In October, readers of the Style blog of the Washington Post were greeted with some interesting news: Jon Clinch would be self-publishing his new literary novel, The Thief of Auschwitz.
With mainstream publishers snapping up previously self-published titles and more and more genre authors making tidy livings releasing their own work, we’re beyond the days of self-publishing (or “indie” publishing, if you wish) being derided as vanity. But writers of literary fiction, for the most part, have been slow to join the movement. For many people, seeing someone of Clinch’s caliber—here’s a guy with two widely praised novels in Finn and Kings of the Earth—break with the revered publishing houses was jarring. In the blog post that broke the news, Washington Post book critic Ron Charles put it like this: “‘Am I insane?’ (Clinch) asks, as I struggle to come up with some polite way to ask if he’s insane.”
Clinch isn’t insane. If you read his blog, where he generously shares his insights about going it alone and doing it the right way, you begin to realize that he has managed to bring his literary sensibility—deeply insightful, methodical, precise—to the business of being the wordsmith equivalent of a craft brewer (an analogy Clinch himself champions).
The Thief of Auschwitz is now available in trade paperback and e-book formats.
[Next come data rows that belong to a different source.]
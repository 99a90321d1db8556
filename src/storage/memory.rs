use async_trait::async_trait;
use dashmap::DashMap;
use dashmap::mapref::entry::Entry;
use tracing::debug;

use super::models::{ReserveOutcome, UrlRecord};
use super::traits::UniquenessStore;
use crate::errors::{LinkVaultError, Result};

/// In-process store. Contents are lost on shutdown.
#[derive(Default)]
pub struct MemoryStore {
    inner: DashMap<String, UrlRecord>,
}

impl MemoryStore {
    pub fn new() -> Self {
        Self {
            inner: DashMap::new(),
        }
    }

    pub fn len(&self) -> usize {
        self.inner.len()
    }

    pub fn is_empty(&self) -> bool {
        self.inner.is_empty()
    }
}

#[async_trait]
impl UniquenessStore for MemoryStore {
    async fn try_reserve(&self, record: &UrlRecord) -> Result<ReserveOutcome> {
        // The entry guard holds the shard write lock across check and insert
        match self.inner.entry(record.short_code.clone()) {
            Entry::Occupied(_) => Ok(ReserveOutcome::AlreadyExists),
            Entry::Vacant(slot) => {
                slot.insert(record.clone());
                debug!("MemoryStore: reserved '{}'", record.short_code);
                Ok(ReserveOutcome::Reserved)
            }
        }
    }

    async fn get(&self, code: &str) -> Result<Option<UrlRecord>> {
        Ok(self.inner.get(code).map(|r| r.value().clone()))
    }

    async fn delete(&self, code: &str) -> Result<()> {
        match self.inner.remove(code) {
            Some(_) => Ok(()),
            None => Err(LinkVaultError::not_found(format!(
                "Short code '{}' does not exist",
                code
            ))),
        }
    }

    fn backend_name(&self) -> &'static str {
        "memory"
    }

    async fn shutdown(&self) -> Result<()> {
        self.inner.clear();
        Ok(())
    }
}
As Clinch prepared the book for release, he agreed to field some questions from novelist Craig Lancaster about how he arrived here—and where he’s going.
Was there a singular moment of “OK, this is a viable option for me,” or was it more of a gradual realization?
It was a slow build to a moment of insight. Or maybe it was just an accumulation of dread—it’s hard to tell the difference.
As you know, your relationship with a book you’re working on changes over time. While I was writing The Thief of Auschwitz I was totally, “This is going to be my breakout novel, the one that takes me from critical praise and a modest audience to genuine household-word status.” As Indiana Jones told Short Round: “Fortune and glory, kid.”
You always think that, of course.
As I drew nearer to the point of shopping the manuscript to editors, though, things began to change. I grew increasingly terrified of the possibility that what had happened to my last book, Kings of the Earth, might happen to this one as well. Kings was set up for success: Oprah’s magazine put it at the top of their summer reading list, for heaven’s sake, and it went on to be named one of the best novels of the year by the Washington Post. But the Oprah nod came six or eight weeks before publication date, and Random House either couldn’t or didn’t capitalize on it. By the time the book hit the shelves, it was already forgotten.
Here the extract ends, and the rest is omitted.